What you are asked to do |
When the string "Mutex" is part of a line below, that line should be copied.

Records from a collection
________________

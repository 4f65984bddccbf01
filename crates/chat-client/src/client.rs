//! Client façade
//!
//! Owns the handler registry, the cache and the REST handle, and drives one
//! gateway connection per login.

use crate::dispatch::{
    DispatchContext, DispatchRouter, EventArgs, HandlerRegistry, ListenerId, ReadySignal,
    RegistrationError, Transformer,
};
use crate::rest::{RestClient, RestError};
use chat_cache::{CacheOptions, SharedCache};
use chat_common::{ClientConfig, ConfigError};
use chat_gateway::{
    ConnectionStatus, DispatchSink, GatewayBootstrap, GatewayConnection, GatewayError, GatewayHandle,
    GatewayOptions, GatewayResult, PresencePayload, SessionState,
};
use parking_lot::Mutex;
use std::sync::Arc;
use std::time::Duration;
use thiserror::Error;
use tokio::task::JoinHandle;

/// Client errors
#[derive(Debug, Error)]
pub enum ClientError {
    #[error(transparent)]
    Registration(#[from] RegistrationError),

    #[error(transparent)]
    Gateway(#[from] GatewayError),

    #[error(transparent)]
    Rest(#[from] RestError),

    #[error(transparent)]
    Config(#[from] ConfigError),

    #[error("Client is not logged in")]
    NotLoggedIn,

    #[error("Client is already logged in")]
    AlreadyLoggedIn,

    #[error("Gateway task failed: {0}")]
    Task(String),
}

impl ClientError {
    #[must_use]
    pub fn is_authentication(&self) -> bool {
        matches!(self, Self::Gateway(e) if e.is_authentication())
    }
}

pub type ClientResult<T> = Result<T, ClientError>;

struct Running {
    gateway: GatewayHandle,
    router: Arc<DispatchRouter>,
    task: JoinHandle<GatewayResult<()>>,
}

pub struct Client {
    config: ClientConfig,
    rest: RestClient,
    cache: SharedCache,
    bootstrap: Arc<dyn GatewayBootstrap>,
    ready: ReadySignal,
    /// Lock order: `registry` before `running`
    registry: Mutex<HandlerRegistry>,
    running: Mutex<Option<Running>>,
    restore: Mutex<Option<SessionState>>,
}

impl Client {
    #[must_use]
    pub fn new(config: ClientConfig) -> Self {
        let rest = RestClient::from_config(&config);
        Self {
            bootstrap: Arc::new(rest.clone()),
            rest,
            config,
            cache: chat_cache::Cache::shared(),
            ready: ReadySignal::new(),
            registry: Mutex::new(HandlerRegistry::new()),
            running: Mutex::new(None),
            restore: Mutex::new(None),
        }
    }

    /// Load the configuration from the environment
    pub fn from_env() -> ClientResult<Self> {
        Ok(Self::new(ClientConfig::from_env()?))
    }

    /// Replace the `GET /gateway/bot` bootstrap
    #[must_use]
    pub fn with_bootstrap(mut self, bootstrap: Arc<dyn GatewayBootstrap>) -> Self {
        self.bootstrap = bootstrap;
        self
    }

    /// Resume a persisted session on the next login
    #[must_use]
    pub fn with_session(self, state: SessionState) -> Self {
        *self.restore.lock() = Some(state);
        self
    }

    pub fn config(&self) -> &ClientConfig {
        &self.config
    }

    pub fn rest(&self) -> &RestClient {
        &self.rest
    }

    pub fn cache(&self) -> &SharedCache {
        &self.cache
    }

    /// Whether the first READY of the current login was seen
    pub fn is_ready(&self) -> bool {
        self.ready.is_ready()
    }

    // Registration

    pub fn on<F>(&self, event: impl Into<String>, callback: F) -> ClientResult<ListenerId>
    where
        F: Fn(&DispatchContext, &EventArgs) -> anyhow::Result<()> + Send + Sync + 'static,
    {
        self.update_handlers(|registry| Ok(registry.on(event, callback)))
    }

    pub fn once<F>(&self, event: impl Into<String>, callback: F) -> ClientResult<ListenerId>
    where
        F: Fn(&DispatchContext, &EventArgs) -> anyhow::Result<()> + Send + Sync + 'static,
    {
        self.update_handlers(|registry| Ok(registry.once(event, callback)))
    }

    pub fn off(&self, id: ListenerId) -> ClientResult<bool> {
        self.update_handlers(|registry| Ok(registry.off(id)))
    }

    pub fn transform(&self, event: impl Into<String>, transformer: Transformer) -> ClientResult<()> {
        self.update_handlers(|registry| registry.set_transformer(event, transformer))
    }

    pub fn enable_cache(&self, options: CacheOptions) -> ClientResult<()> {
        self.update_handlers(|registry| registry.append_caching_handlers(options))
    }

    /// Apply a change to the registry. While logged in the routine is
    /// recompiled and swapped in; a failing change leaves the registry as it
    /// was.
    pub fn update_handlers<R, F>(&self, f: F) -> ClientResult<R>
    where
        F: FnOnce(&mut HandlerRegistry) -> Result<R, RegistrationError>,
    {
        let mut registry = self.registry.lock();
        let mut next = registry.clone();
        let out = f(&mut next)?;

        if let Some(running) = self.running.lock().as_ref() {
            running.router.replace(next.compile(self.ready.clone())?);
        }
        *registry = next;
        Ok(out)
    }

    // Lifecycle

    /// Connect and wait for the first READY
    pub async fn login(&self, token: impl Into<String>) -> ClientResult<()> {
        let token = token.into();
        let gateway = {
            let registry = self.registry.lock();
            let mut running = self.running.lock();
            if running.is_some() {
                return Err(ClientError::AlreadyLoggedIn);
            }

            let routine = registry.compile(self.ready.clone())?;
            self.ready.reset();
            self.rest.set_token(token.clone());

            let mut options = GatewayOptions::from_config(&self.config);
            options.token = token;
            let mut connection = GatewayConnection::new(options, Arc::clone(&self.bootstrap));
            if let Some(state) = self.restore.lock().take() {
                connection = connection.with_session(state);
            }

            let gateway = connection.handle();
            let router = Arc::new(DispatchRouter::new(
                routine,
                Arc::clone(&self.cache),
                self.rest.clone(),
                gateway.clone(),
            ));
            let sink: Arc<dyn DispatchSink> = router.clone();
            let task = tokio::spawn(connection.run(sink));

            *running = Some(Running {
                gateway: gateway.clone(),
                router,
                task,
            });
            gateway
        };

        let mut ready = self.ready.subscribe();
        let mut status = gateway.subscribe_status();
        let terminated = tokio::select! {
            biased;
            _ = ready.wait_for(|ready| *ready) => false,
            _ = status.wait_for(|status| *status == ConnectionStatus::Terminated) => true,
        };

        if terminated {
            // The connection ended before READY
            self.finish().await?;
            return Err(GatewayError::ConnectionClosed.into());
        }

        tracing::info!(
            session_id = gateway.session().session_id.as_deref().unwrap_or_default(),
            "Logged in"
        );
        Ok(())
    }

    /// Close the connection with a normal close and wait for it to stop
    pub async fn close(&self) -> ClientResult<()> {
        let gateway = match self.running.lock().as_ref() {
            Some(running) => running.gateway.clone(),
            None => return Err(ClientError::NotLoggedIn),
        };
        gateway.close().await?;
        self.finish().await
    }

    /// Wait until the connection stops on its own
    pub async fn wait(&self) -> ClientResult<()> {
        let mut status = match self.running.lock().as_ref() {
            Some(running) => running.gateway.subscribe_status(),
            None => return Err(ClientError::NotLoggedIn),
        };
        let _ = status
            .wait_for(|status| *status == ConnectionStatus::Terminated)
            .await;
        self.finish().await
    }

    async fn finish(&self) -> ClientResult<()> {
        let Some(running) = self.running.lock().take() else {
            return Ok(());
        };
        match running.task.await {
            Ok(result) => result.map_err(ClientError::from),
            Err(e) => Err(ClientError::Task(e.to_string())),
        }
    }

    // Session

    pub fn gateway(&self) -> Option<GatewayHandle> {
        self.running.lock().as_ref().map(|running| running.gateway.clone())
    }

    /// Snapshot of the current session
    pub fn session(&self) -> Option<Arc<SessionState>> {
        self.gateway().map(|gateway| gateway.session())
    }

    pub fn status(&self) -> ConnectionStatus {
        self.gateway()
            .map_or(ConnectionStatus::Idle, |gateway| gateway.status())
    }

    pub async fn ping(&self) -> ClientResult<Duration> {
        let gateway = self.gateway().ok_or(ClientError::NotLoggedIn)?;
        Ok(gateway.ping().await?)
    }

    pub fn set_presence(&self, presence: PresencePayload) -> ClientResult<()> {
        let gateway = self.gateway().ok_or(ClientError::NotLoggedIn)?;
        Ok(gateway.update_presence(presence)?)
    }
}

impl std::fmt::Debug for Client {
    fn fmt(&self, f: &mut std::fmt::Formatter<'_>) -> std::fmt::Result {
        f.debug_struct("Client")
            .field("config", &self.config)
            .field("status", &self.status())
            .field("registry", &*self.registry.lock())
            .finish_non_exhaustive()
    }
}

________________

Exercise answer |
use parking_lot::Mutex;
    registry: Mutex<HandlerRegistry>,
    running: Mutex<Option<Running>>,
    restore: Mutex<Option<SessionState>>,
            registry: Mutex::new(HandlerRegistry::new()),
            running: Mutex::new(None),
            restore: Mutex::new(None),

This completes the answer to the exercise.